*REQUIREMENT*:
In the material below, find every line with "String" and pull it out.

________________

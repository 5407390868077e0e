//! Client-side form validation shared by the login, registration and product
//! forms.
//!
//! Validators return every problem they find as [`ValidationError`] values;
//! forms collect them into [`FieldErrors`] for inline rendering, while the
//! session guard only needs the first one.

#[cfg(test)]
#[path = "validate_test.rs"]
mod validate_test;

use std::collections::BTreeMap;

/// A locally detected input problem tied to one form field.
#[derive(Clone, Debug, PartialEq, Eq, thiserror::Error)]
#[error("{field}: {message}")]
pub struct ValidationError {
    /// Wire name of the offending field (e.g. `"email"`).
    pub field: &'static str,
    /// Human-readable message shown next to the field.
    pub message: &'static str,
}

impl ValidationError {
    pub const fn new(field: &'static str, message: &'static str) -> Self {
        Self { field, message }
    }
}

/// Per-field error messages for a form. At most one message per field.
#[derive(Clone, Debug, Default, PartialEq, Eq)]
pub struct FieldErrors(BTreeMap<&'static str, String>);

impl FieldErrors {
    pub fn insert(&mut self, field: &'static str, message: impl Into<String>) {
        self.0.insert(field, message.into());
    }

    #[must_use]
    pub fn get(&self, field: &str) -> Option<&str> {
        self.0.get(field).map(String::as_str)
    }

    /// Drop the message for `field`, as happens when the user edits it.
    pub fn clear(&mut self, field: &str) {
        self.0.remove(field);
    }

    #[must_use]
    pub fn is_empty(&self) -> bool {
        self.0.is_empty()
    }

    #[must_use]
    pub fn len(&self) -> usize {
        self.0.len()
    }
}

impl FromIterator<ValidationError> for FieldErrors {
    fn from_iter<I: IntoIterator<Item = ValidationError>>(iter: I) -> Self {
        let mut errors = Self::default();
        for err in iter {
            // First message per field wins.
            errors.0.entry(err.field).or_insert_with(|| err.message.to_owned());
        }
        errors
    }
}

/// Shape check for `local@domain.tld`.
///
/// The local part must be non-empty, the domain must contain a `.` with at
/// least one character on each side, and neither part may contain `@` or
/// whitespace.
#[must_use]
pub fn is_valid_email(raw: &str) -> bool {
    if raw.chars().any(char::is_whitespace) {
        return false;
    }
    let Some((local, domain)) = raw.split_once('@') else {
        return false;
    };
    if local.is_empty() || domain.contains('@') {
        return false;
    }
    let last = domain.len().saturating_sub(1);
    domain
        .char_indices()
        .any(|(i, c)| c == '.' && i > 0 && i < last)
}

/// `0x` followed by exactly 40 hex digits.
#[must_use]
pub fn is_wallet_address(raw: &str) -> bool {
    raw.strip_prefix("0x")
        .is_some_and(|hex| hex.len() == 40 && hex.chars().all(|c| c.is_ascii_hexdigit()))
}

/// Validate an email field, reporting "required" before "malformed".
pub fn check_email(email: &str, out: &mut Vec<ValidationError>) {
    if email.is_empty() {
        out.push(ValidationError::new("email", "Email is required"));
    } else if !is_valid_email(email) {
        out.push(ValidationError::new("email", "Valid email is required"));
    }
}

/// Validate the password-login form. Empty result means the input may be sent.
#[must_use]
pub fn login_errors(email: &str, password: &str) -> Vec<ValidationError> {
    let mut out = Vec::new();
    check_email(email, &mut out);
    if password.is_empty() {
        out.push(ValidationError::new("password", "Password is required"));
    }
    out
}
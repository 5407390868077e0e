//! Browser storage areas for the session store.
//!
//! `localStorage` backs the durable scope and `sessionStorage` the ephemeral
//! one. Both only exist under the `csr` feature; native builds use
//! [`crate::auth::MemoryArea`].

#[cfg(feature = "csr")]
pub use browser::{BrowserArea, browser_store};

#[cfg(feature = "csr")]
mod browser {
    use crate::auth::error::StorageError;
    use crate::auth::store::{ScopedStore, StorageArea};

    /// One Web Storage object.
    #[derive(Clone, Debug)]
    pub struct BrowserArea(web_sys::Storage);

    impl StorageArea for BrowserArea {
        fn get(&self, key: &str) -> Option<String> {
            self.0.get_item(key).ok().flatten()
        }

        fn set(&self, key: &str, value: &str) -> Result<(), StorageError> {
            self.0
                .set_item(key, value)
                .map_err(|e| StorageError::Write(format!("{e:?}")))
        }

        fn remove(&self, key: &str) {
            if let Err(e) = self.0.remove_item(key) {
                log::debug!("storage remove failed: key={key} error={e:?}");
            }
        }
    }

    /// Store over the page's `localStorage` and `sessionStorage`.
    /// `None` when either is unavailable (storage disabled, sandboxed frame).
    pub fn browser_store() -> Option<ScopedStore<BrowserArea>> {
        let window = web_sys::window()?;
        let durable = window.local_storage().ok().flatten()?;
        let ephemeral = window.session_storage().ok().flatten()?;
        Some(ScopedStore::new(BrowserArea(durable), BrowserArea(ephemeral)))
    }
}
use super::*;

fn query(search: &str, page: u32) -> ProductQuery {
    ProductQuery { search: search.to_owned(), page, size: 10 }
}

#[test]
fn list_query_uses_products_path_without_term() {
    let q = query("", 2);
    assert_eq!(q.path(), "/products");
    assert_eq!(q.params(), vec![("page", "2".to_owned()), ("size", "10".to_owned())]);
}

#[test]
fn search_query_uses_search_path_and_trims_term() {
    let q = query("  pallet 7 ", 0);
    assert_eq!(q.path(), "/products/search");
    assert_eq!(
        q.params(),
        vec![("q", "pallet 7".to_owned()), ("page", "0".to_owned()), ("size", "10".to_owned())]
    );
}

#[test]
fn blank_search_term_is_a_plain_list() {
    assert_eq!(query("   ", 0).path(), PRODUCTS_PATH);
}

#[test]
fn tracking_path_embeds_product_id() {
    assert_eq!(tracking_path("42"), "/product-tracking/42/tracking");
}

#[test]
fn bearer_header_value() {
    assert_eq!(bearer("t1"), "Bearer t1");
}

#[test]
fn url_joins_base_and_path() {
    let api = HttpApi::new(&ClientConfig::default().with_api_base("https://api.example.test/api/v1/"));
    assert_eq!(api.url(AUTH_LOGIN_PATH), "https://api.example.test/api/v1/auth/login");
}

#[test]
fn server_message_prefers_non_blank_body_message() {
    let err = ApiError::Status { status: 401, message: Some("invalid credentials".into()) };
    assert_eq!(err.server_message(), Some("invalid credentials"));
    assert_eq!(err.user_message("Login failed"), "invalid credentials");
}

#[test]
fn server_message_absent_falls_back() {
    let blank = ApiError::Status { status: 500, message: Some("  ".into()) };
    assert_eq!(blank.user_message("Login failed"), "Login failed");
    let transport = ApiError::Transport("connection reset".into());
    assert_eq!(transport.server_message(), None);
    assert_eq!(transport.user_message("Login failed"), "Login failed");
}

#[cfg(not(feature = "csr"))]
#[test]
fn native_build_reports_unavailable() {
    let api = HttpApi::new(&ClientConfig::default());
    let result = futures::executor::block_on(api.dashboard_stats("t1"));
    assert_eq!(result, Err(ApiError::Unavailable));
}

________________

*EXERCISE SOLUTION*:
pub struct FieldErrors(BTreeMap<&'static str, String>);
    pub fn insert(&mut self, field: &'static str, message: impl Into<String>) {
        self.0.get(field).map(String::as_str)
        fn get(&self, key: &str) -> Option<String> {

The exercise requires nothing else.